Line tally for the word "TextModel": count the lines below that contain it and reply with the number alone.

Data extracted from a collection:
--- START ---

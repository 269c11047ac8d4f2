//
// Copyright 2026 Hans W. Uhlig. All Rights Reserved.
//
// Licensed under the Apache License, Version 2.0 (the "License");
// you may not use this file except in compliance with the License.
// You may obtain a copy of the License at
//
//      http://www.apache.org/licenses/LICENSE-2.0
//
// Unless required by applicable law or agreed to in writing, software
// distributed under the License is distributed on an "AS IS" BASIS,
// WITHOUT WARRANTIES OR CONDITIONS OF ANY KIND, either express or implied.
// See the License for the specific language governing permissions and
// limitations under the License.
//

use crate::services::embedding::EmbeddingServiceConfig;
use crate::services::text::TextServiceConfig;
use clap::Parser;
use serde::{Deserialize, Serialize};
use serde_env_field::EnvField;
use std::path::Path;
use std::str::FromStr;

#[derive(Debug, Parser)]
#[command(version, about, long_about = None)]
pub struct Arguments {
    #[arg(
        short = 'c',
        long = "config",
        help = "Path to configuration file",
        default_value = "server/config.yaml"
    )]
    pub config_file: String,

    #[arg(
        short = 'e',
        long = "env",
        help = "Path to environment file",
        default_value = "server/.env"
    )]
    pub env_file: Option<String>,
}

impl Default for Arguments {
    fn default() -> Self {
        Self {
            config_file: "config.yaml".to_string(),
            env_file: Some(".env".to_string()),
        }
    }
}

#[derive(Debug, Default, Serialize, Deserialize)]
pub struct Configuration {
    #[serde(default)]
    pub services: ServicesConfig,

    #[serde(default)]
    pub scenario: ScenarioConfig,

    #[serde(default)]
    pub persistence: PersistenceConfig,
}

impl Configuration {
    pub fn load(path: &str) -> Result<Configuration, String> {
        let conf = serde_yaml::from_reader(
            std::fs::File::open(path).map_err(|e| format!("Failed to open config file: {}", e))?,
        )
        .map_err(|e| format!("Failed to parse config file: {}", e))?;

        Ok(conf)
    }
}

#[derive(Debug, Default, Serialize, Deserialize)]
pub struct ServicesConfig {
    #[serde(default)]
    pub text: TextProviderConfig,

    #[serde(default)]
    pub embedding: EmbeddingProviderConfig,

    /// Directory of prompt template overrides, applied on top of the built-ins
    pub templates_dir: Option<EnvField<String>>,
}

#[derive(Debug, Serialize, Deserialize)]
pub struct TextProviderConfig {
    #[serde(default)]
    pub provider: EnvField<ProviderName>,

    #[serde(default)]
    pub endpoint: EnvField<ServiceEndpoint>,

    /// Bearer token for hosted providers, unused by local Ollama
    pub api_key: Option<EnvField<String>>,

    #[serde(default)]
    pub model: EnvField<TextModel>,

    #[serde(default = "default_timeout_seconds")]
    pub timeout_seconds: u64,

    #[serde(default = "default_temperature")]
    pub temperature: f32,

    #[serde(default = "default_max_tokens")]
    pub max_tokens: u32,
}

impl TextProviderConfig {
    pub fn service_config(&self) -> TextServiceConfig {
        TextServiceConfig {
            provider: self.provider.as_str().to_string(),
            endpoint: self.endpoint.as_str().to_string(),
            api_key: self.api_key.as_ref().map(|key| key.as_str().to_string()),
            model: self.model.as_str().to_string(),
            timeout_seconds: self.timeout_seconds,
            temperature: self.temperature,
            max_tokens: self.max_tokens,
        }
    }
}

impl Default for TextProviderConfig {
    fn default() -> Self {
        Self {
            provider: Default::default(),
            endpoint: Default::default(),
            api_key: None,
            model: Default::default(),
            timeout_seconds: default_timeout_seconds(),
            temperature: default_temperature(),
            max_tokens: default_max_tokens(),
        }
    }
}

#[derive(Debug, Serialize, Deserialize)]
pub struct EmbeddingProviderConfig {
    #[serde(default)]
    pub provider: EnvField<ProviderName>,

    #[serde(default)]
    pub endpoint: EnvField<ServiceEndpoint>,

    /// Bearer token for hosted providers, unused by local Ollama
    pub api_key: Option<EnvField<String>>,

    #[serde(default)]
    pub model: EnvField<EmbeddingModel>,

    #[serde(default = "default_timeout_seconds")]
    pub timeout_seconds: u64,

    /// Entries held by the in-process embedding cache
    #[serde(default = "default_cache_capacity")]
    pub cache_capacity: u64,
}

impl EmbeddingProviderConfig {
    pub fn service_config(&self) -> EmbeddingServiceConfig {
        EmbeddingServiceConfig {
            provider: self.provider.as_str().to_string(),
            endpoint: self.endpoint.as_str().to_string(),
            api_key: self.api_key.as_ref().map(|key| key.as_str().to_string()),
            model: self.model.as_str().to_string(),
            timeout_seconds: self.timeout_seconds,
            cache_capacity: self.cache_capacity,
        }
    }
}

impl Default for EmbeddingProviderConfig {
    fn default() -> Self {
        Self {
            provider: Default::default(),
            endpoint: Default::default(),
            api_key: None,
            model: Default::default(),
            timeout_seconds: default_timeout_seconds(),
            cache_capacity: default_cache_capacity(),
        }
    }
}

fn default_timeout_seconds() -> u64 {
    30
}

fn default_temperature() -> f32 {
    0.7
}

fn default_max_tokens() -> u32 {
    512
}

fn default_cache_capacity() -> u64 {
    10_000
}

#[derive(Debug, Default, Serialize, Deserialize)]
pub struct ScenarioConfig {
    #[serde(default)]
    pub file: EnvField<ScenarioPath>,
}

#[derive(Debug, Default, Serialize, Deserialize)]
pub struct PersistenceConfig {
    #[serde(default)]
    pub snapshot_dir: EnvField<SnapshotDirectory>,
}

#[derive(Debug, Serialize, Deserialize)]
pub struct ProviderName(String);

impl ProviderName {
    pub fn as_str(&self) -> &str {
        self.0.as_str()
    }
}

impl FromStr for ProviderName {
    type Err = String;

    fn from_str(s: &str) -> Result<Self, Self::Err> {
        Ok(Self(s.to_string()))
    }
}

impl Default for ProviderName {
    fn default() -> Self {
        Self(String::from("ollama"))
    }
}

impl std::fmt::Display for ProviderName {
    fn fmt(&self, f: &mut std::fmt::Formatter<'_>) -> std::fmt::Result {
        write!(f, "{}", self.0)
    }
}

#[derive(Debug, Serialize, Deserialize)]
pub struct ServiceEndpoint(String);

impl ServiceEndpoint {
    pub fn as_str(&self) -> &str {
        self.0.as_str()
    }
}

impl FromStr for ServiceEndpoint {
    type Err = String;

    fn from_str(s: &str) -> Result<Self, Self::Err> {
        Ok(Self(s.trim_end_matches('/').to_string()))
    }
}

impl Default for ServiceEndpoint {
    fn default() -> Self {
        Self(String::from("http://localhost:11434"))
    }
}

impl std::fmt::Display for ServiceEndpoint {
    fn fmt(&self, f: &mut std::fmt::Formatter<'_>) -> std::fmt::Result {
        write!(f, "{}", self.0)
    }
}

#[derive(Debug, Serialize, Deserialize)]
pub struct TextModel(String);

impl TextModel {
    pub fn as_str(&self) -> &str {
        self.0.as_str()
    }
}

impl FromStr for TextModel {
    type Err = String;

    fn from_str(s: &str) -> Result<Self, Self::Err> {
        Ok(Self(s.to_string()))
    }
}

impl Default for TextModel {
    fn default() -> Self {
        Self(String::from("llama3.2"))
    }
}

impl std::fmt::Display for TextModel {
    fn fmt(&self, f: &mut std::fmt::Formatter<'_>) -> std::fmt::Result {
        write!(f, "{}", self.0)
    }
}

#[derive(Debug, Serialize, Deserialize)]
pub struct EmbeddingModel(String);

impl EmbeddingModel {
    pub fn as_str(&self) -> &str {
        self.0.as_str()
    }
}

impl FromStr for EmbeddingModel {
    type Err = String;

    fn from_str(s: &str) -> Result<Self, Self::Err> {
        Ok(Self(s.to_string()))
    }
}

impl Default for EmbeddingModel {
    fn default() -> Self {
        Self(String::from("nomic-embed-text"))
    }
}

impl std::fmt::Display for EmbeddingModel {
    fn fmt(&self, f: &mut std::fmt::Formatter<'_>) -> std::fmt::Result {
        write!(f, "{}", self.0)
    }
}

#[derive(Debug, Serialize, Deserialize)]
pub struct ScenarioPath(String);

impl ScenarioPath {
    pub fn as_str(&self) -> &str {
        self.0.as_str()
    }
    pub fn to_path(&self) -> &Path {
        Path::new(&self.0)
    }
}

impl FromStr for ScenarioPath {
    type Err = String;

    fn from_str(s: &str) -> Result<Self, Self::Err> {
        Ok(Self(s.to_string()))
    }
}

impl Default for ScenarioPath {
    fn default() -> Self {
        Self(String::from("scenarios/manor.yaml"))
    }
}

impl std::fmt::Display for ScenarioPath {
    fn fmt(&self, f: &mut std::fmt::Formatter<'_>) -> std::fmt::Result {
        write!(f, "{}", self.0)
    }
}

#[derive(Debug, Serialize, Deserialize)]
pub struct SnapshotDirectory(String);

impl SnapshotDirectory {
    pub fn as_str(&self) -> &str {
        self.0.as_str()
    }
    pub fn to_path(&self) -> &Path {
        Path::new(&self.0)
    }
}

impl FromStr for SnapshotDirectory {
    type Err = String;

    fn from_str(s: &str) -> Result<Self, Self::Err> {
        Ok(Self(s.to_string()))
    }
}

impl Default for SnapshotDirectory {
    fn default() -> Self {
        Self(String::from("snapshots"))
    }
}

impl std::fmt::Display for SnapshotDirectory {
    fn fmt(&self, f: &mut std::fmt::Formatter<'_>) -> std::fmt::Result {
        write!(f, "{}", self.0)
    }
}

--- END ---

ANSWER FOR THIS EXERCISE: 6